━━ Task data
//! # Text Normalization
//!
//! Canonicalizes free text so that catalog names and operator queries can be
//! compared without caring about case, accents, punctuation or plurals.
//!
//! ## Pipeline
//! ```text
//! "  Bases LÍQUIDAS (mate)! "
//!      │ lowercase
//!      ▼
//! "  bases líquidas (mate)! "
//!      │ NFD + strip combining marks
//!      ▼
//! "  bases liquidas (mate)! "
//!      │ anything outside [a-z0-9 ] → space, collapse, trim
//!      ▼
//! "bases liquidas mate"
//!      │ singularize each token
//!      ▼
//! "base liquida mate"
//! ```
//!
//! The singularization is a suffix heuristic aimed at Spanish product names,
//! not a grammatical analyzer. It will mis-stem some irregular words.

use unicode_normalization::char::is_combining_mark;
use unicode_normalization::UnicodeNormalization;

/// Tokens this short are never singularized ("mes", "gas", "tos").
const MIN_STEM_LEN: usize = 3;

/// Normalizes text for comparison.
///
/// Empty input yields an empty string. The function is idempotent:
/// `normalize(&normalize(s)) == normalize(s)`.
///
/// ```rust
/// use stockline_core::normalize;
///
/// assert_eq!(normalize("Productos"), normalize("producto"));
/// assert_eq!(normalize("Base Líquida"), "base liquida");
/// assert_eq!(normalize("Lápices"), "lapiz");
/// ```
pub fn normalize(text: &str) -> String {
    let folded: String = text
        .to_lowercase()
        .nfd()
        .filter(|c| !is_combining_mark(*c))
        .map(|c| match c {
            'a'..='z' | '0'..='9' => c,
            _ => ' ',
        })
        .collect();

    folded
        .split_whitespace()
        .map(singularize)
        .collect::<Vec<_>>()
        .join(" ")
}

/// Strips plural suffixes until the token is stable.
///
/// A single pass can leave a token that a second pass would shorten again
/// ("clases" → "clas" → "cla"); running to a fixed point keeps
/// [`normalize`] idempotent.
fn singularize(token: &str) -> String {
    let mut current = token.to_string();
    loop {
        let next = singularize_once(&current);
        if next == current {
            return current;
        }
        current = next;
    }
}

/// One application of the suffix rules. Tokens are ASCII at this point.
fn singularize_once(token: &str) -> String {
    if token.len() <= MIN_STEM_LEN {
        return token.to_string();
    }

    if let Some(stem) = token.strip_suffix("ces") {
        format!("{stem}z")
    } else if let Some(stem) = token.strip_suffix("es") {
        stem.to_string()
    } else if let Some(stem) = token.strip_suffix('s') {
        stem.to_string()
    } else {
        token.to_string()
    }
}

#[cfg(test)]
mod tests {
    use super::*;

    #[test]
    fn test_empty_input() {
        assert_eq!(normalize(""), "");
        assert_eq!(normalize("   "), "");
        assert_eq!(normalize("¡¿!?"), "");
    }

    #[test]
    fn test_accents_and_case() {
        assert_eq!(normalize("CREMA Renovadora"), "crema renovadora");
        assert_eq!(normalize("Delineador Líquido"), "delineador liquido");
        assert_eq!(normalize("Ñandú"), "nandu");
    }

    #[test]
    fn test_punctuation_becomes_space() {
        assert_eq!(normalize("Labial Gel Semi-Mate - Red"), "labial gel semi mate red");
        assert_eq!(normalize("crema\t\tde   noche"), "crema de noche");
    }

    #[test]
    fn test_singular_plural_equivalence() {
        assert_eq!(normalize("Productos"), normalize("producto"));
        assert_eq!(normalize("cremas"), "crema");
        assert_eq!(normalize("Colores"), "color");
        assert_eq!(normalize("luces"), "luz");
    }

    #[test]
    fn test_short_tokens_untouched() {
        assert_eq!(normalize("gas"), "gas");
        assert_eq!(normalize("mes"), "mes");
        assert_eq!(normalize("2 uds"), "2 uds");
    }

    #[test]
    fn test_idempotent() {
        let samples = [
            "Productos",
            "Base Líquida Mate TimeWise",
            "clases",
            "Lápices de colores",
            "Eau de Miefarran Climente",
            "crisis",
            "",
        ];
        for sample in samples {
            let once = normalize(sample);
            assert_eq!(normalize(&once), once, "not idempotent for {sample:?}");
        }
    }
}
━━━━
Print every record above exactly as it was given.

//! # Text Normalization
//!
//! Canonicalizes free text so that catalog names and operator queries can be
//! compared without caring about case, accents, punctuation or plurals.
//!
//! ## Pipeline
//! ```text
//! "  Bases LÍQUIDAS (mate)! "
//!      │ lowercase
//!      ▼
//! "  bases líquidas (mate)! "
//!      │ NFD + strip combining marks
//!      ▼
//! "  bases liquidas (mate)! "
//!      │ anything outside [a-z0-9 ] → space, collapse, trim
//!      ▼
//! "bases liquidas mate"
//!      │ singularize each token
//!      ▼
//! "base liquida mate"
//! ```
//!
//! The singularization is a suffix heuristic aimed at Spanish product names,
//! not a grammatical analyzer. It will mis-stem some irregular words.

use unicode_normalization::char::is_combining_mark;
use unicode_normalization::UnicodeNormalization;

/// Tokens this short are never singularized ("mes", "gas", "tos").
const MIN_STEM_LEN: usize = 3;

/// Normalizes text for comparison.
///
/// Empty input yields an empty string. The function is idempotent:
/// `normalize(&normalize(s)) == normalize(s)`.
///
/// ```rust
/// use stockline_core::normalize;
///
/// assert_eq!(normalize("Productos"), normalize("producto"));
/// assert_eq!(normalize("Base Líquida"), "base liquida");
/// assert_eq!(normalize("Lápices"), "lapiz");
/// ```
pub fn normalize(text: &str) -> String {
    let folded: String = text
        .to_lowercase()
        .nfd()
        .filter(|c| !is_combining_mark(*c))
        .map(|c| match c {
            'a'..='z' | '0'..='9' => c,
            _ => ' ',
        })
        .collect();

    folded
        .split_whitespace()
        .map(singularize)
        .collect::<Vec<_>>()
        .join(" ")
}

/// Strips plural suffixes until the token is stable.
///
/// A single pass can leave a token that a second pass would shorten again
/// ("clases" → "clas" → "cla"); running to a fixed point keeps
/// [`normalize`] idempotent.
fn singularize(token: &str) -> String {
    let mut current = token.to_string();
    loop {
        let next = singularize_once(&current);
        if next == current {
            return current;
        }
        current = next;
    }
}

/// One application of the suffix rules. Tokens are ASCII at this point.
fn singularize_once(token: &str) -> String {
    if token.len() <= MIN_STEM_LEN {
        return token.to_string();
    }

    if let Some(stem) = token.strip_suffix("ces") {
        format!("{stem}z")
    } else if let Some(stem) = token.strip_suffix("es") {
        stem.to_string()
    } else if let Some(stem) = token.strip_suffix('s') {
        stem.to_string()
    } else {
        token.to_string()
    }
}

#[cfg(test)]
mod tests {
    use super::*;

    #[test]
    fn test_empty_input() {
        assert_eq!(normalize(""), "");
        assert_eq!(normalize("   "), "");
        assert_eq!(normalize("¡¿!?"), "");
    }

    #[test]
    fn test_accents_and_case() {
        assert_eq!(normalize("CREMA Renovadora"), "crema renovadora");
        assert_eq!(normalize("Delineador Líquido"), "delineador liquido");
        assert_eq!(normalize("Ñandú"), "nandu");
    }

    #[test]
    fn test_punctuation_becomes_space() {
        assert_eq!(normalize("Labial Gel Semi-Mate - Red"), "labial gel semi mate red");
        assert_eq!(normalize("crema\t\tde   noche"), "crema de noche");
    }

    #[test]
    fn test_singular_plural_equivalence() {
        assert_eq!(normalize("Productos"), normalize("producto"));
        assert_eq!(normalize("cremas"), "crema");
        assert_eq!(normalize("Colores"), "color");
        assert_eq!(normalize("luces"), "luz");
    }

    #[test]
    fn test_short_tokens_untouched() {
        assert_eq!(normalize("gas"), "gas");
        assert_eq!(normalize("mes"), "mes");
        assert_eq!(normalize("2 uds"), "2 uds");
    }

    #[test]
    fn test_idempotent() {
        let samples = [
            "Productos",
            "Base Líquida Mate TimeWise",
            "clases",
            "Lápices de colores",
            "Eau de Miefarran Climente",
            "crisis",
            "",
        ];
        for sample in samples {
            let once = normalize(sample);
            assert_eq!(normalize(&once), once, "not idempotent for {sample:?}");
        }
    }
}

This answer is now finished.